I am very opinionated about how food should be. When I see a cut of meat, for example, I know if it’s right. I never plan out exactly what I’m going to do; it just happens. It’s the same when I set up a photograph. You touch things, you move things, change the light and the angle, and all of a sudden it all comes together—and that’s what it is. That’s it. How I get there and why, I don’t know.

My way of working is different from other food photographers. In Sweden I attended culinary school and then worked my way up from dish­washer to executive chef. Then I got an offer to work at Aquavit in New York with Marcus Samuelsson. I’d never lived outside Sweden, so I took the chance and moved to the U.S. on an 18-month contract. But I’d always been interested in art, and the older I got, the more I got into painting and drawing. I started taking art classes full-time at LaGuardia Community College and working at restaurants nights and weekends. At the same time, I was getting burnt out on the restaurant business. It’s a hard lifestyle. So I decided to take a leap, quit cooking, and stay in school for fine art. I was in my late twenties, and I just took a wild chance. I stopped cooking professionally around 2000.

When I started out, I didn’t want to do food photography. I’ve always collected cookbooks and I read food magazines, because they give me inspiration for cooking and I like the information. I never really liked the pictures, though. As an assistant to other photographers I worked on everything from fashion to interiors to catalogs. Every now and then there would be some kind of food in a shot—half-eaten chocolate cake or something. I worked for a few food photographers, but I couldn’t stand the way they thought about food, the way the food stylist dealt with the food, the way it was photographed. This was the early days, 10 years ago and more. Everything looked very different then. So I didn’t want to shoot food and I didn’t shoot food. I shot portraits; I shot still lifes.

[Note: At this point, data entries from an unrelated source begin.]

//! Unified error types for the sniper.

use std::time::Duration;

use rust_decimal::Decimal;
use thiserror::Error;
use time::OffsetDateTime;

/// Unified error type for the sniper.
#[derive(Error, Debug)]
pub enum BotError {
    /// Configuration loading error.
    #[error("configuration error: {0}")]
    Config(#[from] envy::Error),

    /// Configuration failed validation.
    #[error("invalid configuration: {0}")]
    InvalidConfig(String),

    /// Market discovery error.
    #[error("market error: {0}")]
    Market(#[from] MarketError),

    /// Live feed error.
    #[error("feed error: {0}")]
    Feed(#[from] FeedError),

    /// Trigger scheduling error.
    #[error("scheduler error: {0}")]
    Scheduler(#[from] SchedulerError),

    /// Order build/submission error.
    #[error("order error: {0}")]
    Order(#[from] OrderError),

    /// WebSocket error.
    #[error("websocket error: {0}")]
    WebSocket(#[from] WsError),

    /// Credential or signing failure. Fatal: stops the supervisor.
    #[error("signature error: {0}")]
    Signature(String),

    /// HTTP request error.
    #[error("http error: {0}")]
    Http(#[from] reqwest::Error),

    /// JSON parsing error.
    #[error("json error: {0}")]
    Json(#[from] serde_json::Error),

    /// IO error.
    #[error("io error: {0}")]
    Io(#[from] std::io::Error),
}

/// Market discovery errors.
#[derive(Error, Debug)]
pub enum MarketError {
    /// Search request failed.
    #[error("market search for '{query}' failed: {reason}")]
    SearchFailed {
        /// The search query.
        query: String,
        /// Reason for failure.
        reason: String,
    },

    /// Failed to parse market data.
    #[error("failed to parse market data: {0}")]
    ParseError(String),

    /// HTTP request failed.
    #[error("http request failed: {0}")]
    HttpError(#[from] reqwest::Error),
}

/// Live order-book feed errors.
#[derive(Error, Debug, Clone, PartialEq, Eq)]
pub enum FeedError {
    /// No first snapshot arrived within the connect timeout.
    #[error("feed connect timed out after {timeout:?}")]
    ConnectTimeout {
        /// The timeout that elapsed.
        timeout: Duration,
    },

    /// Reconnect budget exhausted.
    #[error("feed lost after {attempts} reconnect attempts")]
    Lost {
        /// Reconnect attempts made before giving up.
        attempts: u32,
    },

    /// The feed task ended without reporting a reason.
    #[error("feed task stopped")]
    Closed,
}

/// Trigger scheduling errors.
#[derive(Error, Debug, Clone, PartialEq, Eq)]
pub enum SchedulerError {
    /// The resolution deadline passed before the wait completed.
    #[error("missed window: deadline {deadline} passed (now {now})")]
    MissedWindow {
        /// Resolution deadline.
        deadline: OffsetDateTime,
        /// Wall-clock time when the miss was observed.
        now: OffsetDateTime,
    },

    /// Wall clock disagrees with the feed's server time by more than the fault bound.
    #[error("clock drift fault: {drift_ms}ms exceeds bound {bound_ms}ms")]
    DriftFault {
        /// Observed drift (server minus local), milliseconds.
        drift_ms: i64,
        /// Configured fault bound, milliseconds.
        bound_ms: i64,
    },
}

/// Why the exchange definitively refused an order.
#[derive(Debug, Clone, PartialEq, Eq)]
pub enum RejectReason {
    /// Collateral allowance not approved or too low.
    InsufficientAllowance,
    /// Not enough collateral.
    InsufficientBalance,
    /// Price outside the tick grid or range.
    InvalidPrice,
    /// Market no longer accepts orders.
    MarketClosed,
    /// Fill-or-Kill could not be filled in full.
    NotFilled,
    /// Anything else the exchange reported.
    Other(String),
}

impl std::fmt::Display for RejectReason {
    fn fmt(&self, f: &mut std::fmt::Formatter<'_>) -> std::fmt::Result {
        match self {
            RejectReason::InsufficientAllowance => f.write_str("insufficient allowance"),
            RejectReason::InsufficientBalance => f.write_str("insufficient balance"),
            RejectReason::InvalidPrice => f.write_str("invalid price"),
            RejectReason::MarketClosed => f.write_str("market closed"),
            RejectReason::NotFilled => f.write_str("not filled"),
            RejectReason::Other(msg) => f.write_str(msg),
        }
    }
}

/// Order build and submission errors.
#[derive(Error, Debug, Clone, PartialEq)]
pub enum OrderError {
    /// Order parameters failed validation.
    #[error("invalid order parameters: {0}")]
    InvalidParams(String),

    /// Price outside (0, 1).
    #[error("price {0} outside (0, 1)")]
    PriceOutOfRange(Decimal),

    /// Definitive rejection; never retried.
    #[error("order rejected: {0}")]
    Rejected(RejectReason),

    /// Network error, timeout, or server-side hiccup; retryable.
    #[error("transient submission error: {0}")]
    Transient(String),

    /// Rate limited by the API; retryable.
    #[error("rate limited")]
    RateLimited,

    /// Signing or API credential failure; fatal.
    #[error("signing error: {0}")]
    Signature(String),
}

impl OrderError {
    /// Whether a retry could plausibly succeed.
    pub fn is_retryable(&self) -> bool {
        matches!(self, OrderError::Transient(_) | OrderError::RateLimited)
    }
}

/// WebSocket connection and message errors.
#[derive(Error, Debug)]
pub enum WsError {
    /// Connection failed.
    #[error("websocket connection failed: {0}")]
    ConnectionFailed(String),

    /// Message parsing failed.
    #[error("failed to parse websocket message: {0}")]
    ParseError(String),

    /// Send failed.
    #[error("failed to send websocket message: {0}")]
    SendFailed(String),

    /// Tungstenite error.
    #[error("tungstenite error: {0}")]
    Tungstenite(#[from] tokio_tungstenite::tungstenite::Error),
}

/// Convenient Result type alias.
pub type Result<T> = std::result::Result<T, BotError>;
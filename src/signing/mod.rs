//! Credentials and request signing for the Polymarket CLOB.
//!
//! - [`Credentials`] holds the wallet key and API secrets for the life of the process.
//! - [`create_signer`] turns the hex key into an alloy signer.
//! - [`sign_payload`] produces the EIP-191 signature carried in the order body.
//! - [`l2_headers`] builds the HMAC-authenticated request headers.

use std::fmt;

use alloy::signers::local::PrivateKeySigner;
use alloy::signers::Signer;
use base64::engine::general_purpose::URL_SAFE;
use base64::Engine;
use hmac::{Hmac, Mac};
use sha2::Sha256;
use tracing::debug;
use zeroize::Zeroizing;

use crate::config::Config;
use crate::error::{BotError, OrderError};

type HmacSha256 = Hmac<Sha256>;

/// A string that is never printed and is zeroed when dropped.
pub struct Secret(Zeroizing<String>);

impl Secret {
    /// Wrap a secret value. The string's buffer is taken over, not copied.
    pub fn new(value: impl Into<String>) -> Self {
        Self(Zeroizing::new(value.into()))
    }

    /// Borrow the secret. Never pass the result to a log macro.
    pub fn expose(&self) -> &str {
        &self.0
    }

    /// Whether the secret is empty.
    pub fn is_empty(&self) -> bool {
        self.0.is_empty()
    }
}

impl fmt::Debug for Secret {
    fn fmt(&self, f: &mut fmt::Formatter<'_>) -> fmt::Result {
        f.write_str("Secret(<redacted>)")
    }
}

/// Wallet type used for order signing.
#[derive(Debug, Clone, Copy, PartialEq, Eq, Default)]
pub enum WalletKind {
    /// Externally owned account.
    #[default]
    Eoa,
    /// Magic.link proxy wallet.
    Proxy,
    /// Gnosis Safe.
    GnosisSafe,
}

impl WalletKind {
    /// Map the configured signature type. Unknown values fall back to EOA.
    pub fn from_u8(sig_type: u8) -> Self {
        match sig_type {
            1 => WalletKind::Proxy,
            2 => WalletKind::GnosisSafe,
            _ => WalletKind::Eoa,
        }
    }

    /// Numeric value sent in the order payload.
    pub fn as_u8(&self) -> u8 {
        match self {
            WalletKind::Eoa => 0,
            WalletKind::Proxy => 1,
            WalletKind::GnosisSafe => 2,
        }
    }
}

/// L2 API credentials.
#[derive(Debug)]
pub struct ApiCredentials {
    /// API key (sent as POLY_API_KEY).
    pub key: String,
    /// URL-safe base64 HMAC secret.
    pub secret: Secret,
    /// Passphrase (sent as POLY_PASSPHRASE).
    pub passphrase: Secret,
}

/// Signing material, loaded once at start-up.
#[derive(Debug)]
pub struct Credentials {
    /// Wallet private key, hex.
    pub private_key: Secret,
    /// API credentials; required for live trading.
    pub api: Option<ApiCredentials>,
    /// Wallet type.
    pub wallet_kind: WalletKind,
    /// Proxy wallet address, if any.
    pub funder: Option<String>,
}

impl Credentials {
    /// Move the credentials out of the loaded configuration.
    ///
    /// The key and API secrets are taken, leaving empty values behind, so the only
    /// live copy is the one held here.
    pub fn take_from(config: &mut Config) -> Result<Self, BotError> {
        let api = match (
            config.polymarket_api_key.take(),
            config.polymarket_api_secret.take(),
            config.polymarket_api_passphrase.take(),
        ) {
            (Some(key), Some(secret), Some(passphrase)) => Some(ApiCredentials {
                key,
                secret: Secret::new(secret),
                passphrase: Secret::new(passphrase),
            }),
            (None, None, None) => None,
            _ => {
                return Err(BotError::Signature(
                    "API key, secret and passphrase must be set together".to_string(),
                ))
            }
        };

        Ok(Self {
            private_key: Secret::new(std::mem::take(&mut config.polymarket_private_key)),
            api,
            wallet_kind: WalletKind::from_u8(config.polymarket_signature_type),
            funder: config.polymarket_funder.clone(),
        })
    }

    /// Build the wallet signer.
    pub fn signer(&self) -> Result<PrivateKeySigner, OrderError> {
        create_signer(self.private_key.expose())
    }
}

/// Create a LocalSigner from a hex-encoded private key.
///
/// The private key can be with or without the "0x" prefix.
pub fn create_signer(private_key: &str) -> Result<PrivateKeySigner, OrderError> {
    let key = private_key.strip_prefix("0x").unwrap_or(private_key);
    let bytes = hex::decode(key)
        .map(Zeroizing::new)
        .map_err(|e| OrderError::Signature(format!("invalid private key hex: {}", e)))?;

    if bytes.len() != 32 {
        return Err(OrderError::Signature(format!(
            "private key must be 32 bytes, got {}",
            bytes.len()
        )));
    }

    let mut key_bytes = Zeroizing::new([0u8; 32]);
    key_bytes.copy_from_slice(&bytes);

    PrivateKeySigner::from_bytes(&(*key_bytes).into())
        .map_err(|e| OrderError::Signature(format!("failed to create signer: {}", e)))
}

/// Wallet address for a signer, checksummed.
pub fn address_of(signer: &PrivateKeySigner) -> String {
    signer.address().to_checksum(None)
}

/// EIP-191 signature over an order payload, hex with 0x prefix.
pub async fn sign_payload(signer: &PrivateKeySigner, payload: &[u8]) -> Result<String, OrderError> {
    let signature = signer
        .sign_message(payload)
        .await
        .map_err(|e| OrderError::Signature(format!("failed to sign payload: {}", e)))?;
    Ok(format!("0x{}", hex::encode(signature.as_bytes())))
}

/// HMAC-SHA256 over `timestamp + method + path + body`, URL-safe base64.
pub fn l2_signature(
    secret: &Secret,
    timestamp: i64,
    method: &str,
    path: &str,
    body: &str,
) -> Result<String, OrderError> {
    let key = URL_SAFE
        .decode(secret.expose())
        .map_err(|e| OrderError::Signature(format!("API secret is not base64: {}", e)))?;

    let mut mac = HmacSha256::new_from_slice(&key)
        .map_err(|e| OrderError::Signature(e.to_string()))?;
    mac.update(format!("{}{}{}{}", timestamp, method, path, body).as_bytes());

    Ok(URL_SAFE.encode(mac.finalize().into_bytes()))
}

/// Build the L2 authentication headers for one request.
pub fn l2_headers(
    api: &ApiCredentials,
    address: &str,
    timestamp: i64,
    method: &str,
    path: &str,
    body: &str,
) -> Result<Vec<(&'static str, String)>, OrderError> {
    let signature = l2_signature(&api.secret, timestamp, method, path, body)?;
    debug!(address = %address, method, path, "Generated L2 auth headers");

    Ok(vec![
        ("POLY_ADDRESS", address.to_string()),
        ("POLY_API_KEY", api.key.clone()),
        ("POLY_PASSPHRASE", api.passphrase.expose().to_string()),
        ("POLY_TIMESTAMP", timestamp.to_string()),
        ("POLY_SIGNATURE", signature),
    ])
}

For most of the food shoots I assisted on, things were pretty. The photographers were shooting backlit, with a very shallow depth of field—everything was perfect. I didn’t want to deal with it. Even today I never get hired to do a pretty salad story. I usually get the ugly stories—the food that’s not so photogenic, that’s usually what I get hired to shoot. I don’t mind. I don’t like pretty things.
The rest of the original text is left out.